Короче, отрабатываю я так три концерта. И вечером нас везут куда-то – от одного места до другого километров 50 или 80, или 100, страна огромная, и мы с концертами то в одну сторону, то в другую сторону. Я только помню, едем-едем, дороги неидеальные в то время были, честно вам скажу, кроме центральных, тряска, и я чувствую, мне как-то становится плохо. Подъезжаем мы уже к четвертому и что-то как-то мне нехорошо, в голове все плывет, сил нет никаких, дурно, я свой пульс щупаю, а я научилась по нему определять давление, оно у меня всегда было очень низкое. И понимаю – дело плохо. Я выпиваю кордиамин, он повышает давление. Вроде как-то ничего. Потом крепкий чай. Приезжаю на четвертый концерт. Смотрю, за мной так подглядывает Жора: «Ты чего?» – «Да что-то мне нехорошо». – «Ну ты, давай, держись, давай ты поменьше выступай, я побольше». – «Ну, давай, Жор».

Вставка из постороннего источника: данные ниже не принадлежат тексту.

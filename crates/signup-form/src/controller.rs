//! Submission controller
//!
//! Owns one form instance and drives it through
//! `Idle -> Saving -> Saved -> Idle` around the external save call.
//!
//! # Concurrency
//! - Field edits and touches are synchronous and allowed in every phase
//! - The save call is the only suspension point; the form lock is never
//!   held across it
//! - A `submit` while another save is in flight is rejected without
//!   calling the store
//! - Dropping a `submit` future (timeout, `select!`, task abort, panicking
//!   store) returns the form to `Idle`; it is never left in `Saving`

use crate::collaborators::{PersonStore, Roster};
use crate::config::SubmissionConfig;
use crate::draft::{Person, PersonDraft};
use crate::error::{ConfigError, SubmitError};
use crate::form_state::FormState;
use crate::phase::SubmissionPhase;
use crate::presentation::FormView;
use parking_lot::Mutex;
use signup_validation::{FieldName, FieldValidationResult};
use std::fmt;
use std::sync::Arc;
use tokio::sync::broadcast;

/// Failure recorded when a submission is dropped before the store answers
pub const SAVE_CANCELLED: &str = "save cancelled";

/// Change published to subscribers while a submission runs
#[derive(Debug, Clone, PartialEq, Eq)]
pub enum SubmissionEvent {
    /// Form entered a new phase
    Phase(SubmissionPhase),
    /// Save failed; the form is editable again
    SaveFailed {
        /// Display text of the failure
        reason: String,
    },
}

/// Drives submissions for one form instance
pub struct SubmissionController {
    form: Mutex<FormState>,
    store: Arc<dyn PersonStore>,
    roster: Arc<dyn Roster>,
    config: SubmissionConfig,
    events: broadcast::Sender<SubmissionEvent>,
}

impl SubmissionController {
    /// Controller with default configuration
    #[must_use]
    pub fn new<S, R>(store: S, roster: R) -> Self
    where
        S: PersonStore + 'static,
        R: Roster + 'static,
    {
        let config = SubmissionConfig::default();
        let (events, _) = broadcast::channel(config.event_capacity);
        Self {
            form: Mutex::new(FormState::new()),
            store: Arc::new(store),
            roster: Arc::new(roster),
            config,
            events,
        }
    }

    /// Controller with custom configuration
    ///
    /// # Errors
    /// `ConfigError::InvalidValue` if the configuration does not validate.
    pub fn with_config<S, R>(store: S, roster: R, config: SubmissionConfig) -> Result<Self, ConfigError>
    where
        S: PersonStore + 'static,
        R: Roster + 'static,
    {
        config.validate()?;
        let (events, _) = broadcast::channel(config.event_capacity);
        Ok(Self {
            form: Mutex::new(FormState::new()),
            store: Arc::new(store),
            roster: Arc::new(roster),
            config,
            events,
        })
    }

    /// Set a field's value (keystroke)
    pub fn update_field(&self, field: FieldName, raw: impl Into<String>) -> FieldValidationResult {
        self.form.lock().update_field(field, raw)
    }

    /// Mark a field as blurred
    pub fn touch_field(&self, field: FieldName) {
        self.form.lock().touch_field(field);
    }

    /// Whether the submit control is enabled
    #[must_use]
    pub fn can_submit(&self) -> bool {
        self.form.lock().can_submit()
    }

    /// Current phase
    #[must_use]
    pub fn phase(&self) -> SubmissionPhase {
        self.form.lock().phase()
    }

    /// Render model for the current state
    #[must_use]
    pub fn view(&self) -> FormView {
        self.form.lock().view()
    }

    /// Read the form state under the lock
    pub fn with_form<T>(&self, f: impl FnOnce(&FormState) -> T) -> T {
        f(&self.form.lock())
    }

    /// Subscribe to phase changes and save failures
    #[must_use]
    pub fn subscribe(&self) -> broadcast::Receiver<SubmissionEvent> {
        self.events.subscribe()
    }

    /// Active configuration
    #[inline]
    #[must_use]
    pub fn config(&self) -> &SubmissionConfig {
        &self.config
    }

    /// Submit the current values
    ///
    /// # Workflow
    /// 1. Start the submission, or reject if the form is invalid or saving
    /// 2. Await the store, bounded by the configured timeout
    /// 3. On success show `Saved`, append the person to the roster, and
    ///    reset the form after the configured display interval
    /// 4. On failure return to idle with every value kept
    ///
    /// # Errors
    /// - `SubmitError::Rejected` when no save was attempted
    /// - `SubmitError::SaveFailed` / `SubmitError::TimedOut` when the save
    ///   did not succeed; the caller may resubmit
    pub async fn submit(&self) -> Result<Person, SubmitError> {
        let started = self.form.lock().begin_submission();
        let draft = match started {
            Ok(draft) => draft,
            Err(reason) => {
                tracing::warn!(%reason, "submission rejected");
                return Err(SubmitError::Rejected(reason));
            }
        };
        let mut guard = InFlightGuard::new(self);
        self.publish(SubmissionEvent::Phase(SubmissionPhase::Saving));
        tracing::info!(email = %draft.email, "saving person");

        match self.save(&draft).await {
            Ok(()) => {
                let person = self.form.lock().finish_saved()?;
                self.publish(SubmissionEvent::Phase(SubmissionPhase::Saved));
                self.roster.append_person(person.clone());
                tracing::info!(email = person.email(), "person saved");

                let display = self.config.saved_display();
                if !display.is_zero() {
                    tokio::time::sleep(display).await;
                }
                self.form.lock().acknowledge_saved()?;
                guard.disarm();
                self.publish(SubmissionEvent::Phase(SubmissionPhase::Idle));
                Ok(person)
            }
            Err(e) => {
                let reason = e.to_string();
                self.form.lock().finish_failed(reason.clone())?;
                guard.disarm();
                tracing::error!(error = %reason, "save failed");
                self.publish(SubmissionEvent::SaveFailed { reason });
                self.publish(SubmissionEvent::Phase(SubmissionPhase::Idle));
                Err(e)
            }
        }
    }

    async fn save(&self, draft: &PersonDraft) -> Result<(), SubmitError> {
        let Some(after_ms) = self.config.save_timeout_ms else {
            return self
                .store
                .save(draft)
                .await
                .map_err(|e| SubmitError::SaveFailed(format!("{e:#}")));
        };
        let limit = std::time::Duration::from_millis(after_ms);
        match tokio::time::timeout(limit, self.store.save(draft)).await {
            Ok(saved) => saved.map_err(|e| SubmitError::SaveFailed(format!("{e:#}"))),
            Err(_) => Err(SubmitError::TimedOut { after_ms }),
        }
    }

    /// Leave whatever phase an abandoned submission was holding
    fn recover_abandoned(&self) {
        let mut form = self.form.lock();
        match form.phase() {
            SubmissionPhase::Saving => {
                if form.finish_failed(SAVE_CANCELLED).is_ok() {
                    drop(form);
                    tracing::warn!("submission dropped while saving");
                    self.publish(SubmissionEvent::SaveFailed {
                        reason: SAVE_CANCELLED.to_string(),
                    });
                    self.publish(SubmissionEvent::Phase(SubmissionPhase::Idle));
                }
            }
            SubmissionPhase::Saved => {
                if form.acknowledge_saved().is_ok() {
                    drop(form);
                    tracing::debug!("submission dropped while showing saved");
                    self.publish(SubmissionEvent::Phase(SubmissionPhase::Idle));
                }
            }
            SubmissionPhase::Idle => {}
        }
    }

    fn publish(&self, event: SubmissionEvent) {
        // no subscribers is fine
        let _ = self.events.send(event);
    }
}

/// Holds the form's non-idle phase for one `submit` call
///
/// Dropped while armed, it moves the form back to `Idle`.
struct InFlightGuard<'a> {
    controller: &'a SubmissionController,
    armed: bool,
}

impl<'a> InFlightGuard<'a> {
    fn new(controller: &'a SubmissionController) -> Self {
        Self {
            controller,
            armed: true,
        }
    }

    fn disarm(&mut self) {
        self.armed = false;
    }
}

impl Drop for InFlightGuard<'_> {
    fn drop(&mut self) {
        if self.armed {
            self.controller.recover_abandoned();
        }
    }
}

impl fmt::Debug for SubmissionController {
    fn fmt(&self, f: &mut fmt::Formatter<'_>) -> fmt::Result {
        f.debug_struct("SubmissionController")
            .field("form", &*self.form.lock())
            .field("config", &self.config)
            .finish_non_exhaustive()
    }
}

Я работаю минут так 40, чувствую, что у меня как-то перед глазами все плывет. Выпрыгивает Жора, такой весь прямо озорной, молодой. А я думаю, Господи, как бы мне только закончить.
На следующий день, перед пятым, когда мы ехали от одного районного пункта в другой, по дороге я справа увидела красный крест и стрелку – «медпункт». Я говорю: «Мне плохо». И наша замечательная «Волга» поворачивает и по бездорожью куда-то в этот медпункт. Как сейчас помню, вхожу, комнатка такая, знаете, ночь, свет горит, сидят врач и медсестра, вот ведь старые советские времена – районный медпункт, белый потолок, голубой яркой масляной краской покрашены стенки, тут же кипятится шприц, раньше кипятили в таких железных штучках, тут же мерилка давления старого образца стоит железная, меряют мне давление. 80 на 40! «Надо укол». Я говорю: «У нас впереди концерт, и что-то я еще съела не то». Короче, меня тошнит, выворачивает наизнанку. Приносят ведро, марганцовку, прочищают мне все.
Вкололи мне кордиамин, дали боржоми, и как-то я очухалась. «Едем, работаем, все нормально». Благодарна я им безмерно. Я не помню, что это за районный центр, но, вы знаете, так просто, так легко, так сердечно, просто незабываемо.
Подъезжаем мы к этому замечательному ДК. «Значит, так, – говорит мне Жорка. – Вот когда видишь – лежит, надо думать, можешь ты все это проглотить или нет. Пять-пять, какой, к черту, пять! Давай я один буду работать». И что вы думаете, вот ведь друг, а? Вот что такое настоящий партнер и коллега, по большому счету, нормальный работяга, который знает, что такое труд, работа. Поверьте, на третий день проехать столько километров и порадовать! Потому что все-таки во всех этих районных центрах нас ждали, были переполнены залы, и люди были нам благодарны, они были рады, что из Москвы приехали в то время знаменитая киноактриса и знаменитый композитор. Они, как могли, нас сердечно принимали. Но то, что тяжело пять в день, это действительно тяжело. Это можно только смолоду и с желанием все покорить, забраться на любую вершину и все смочь.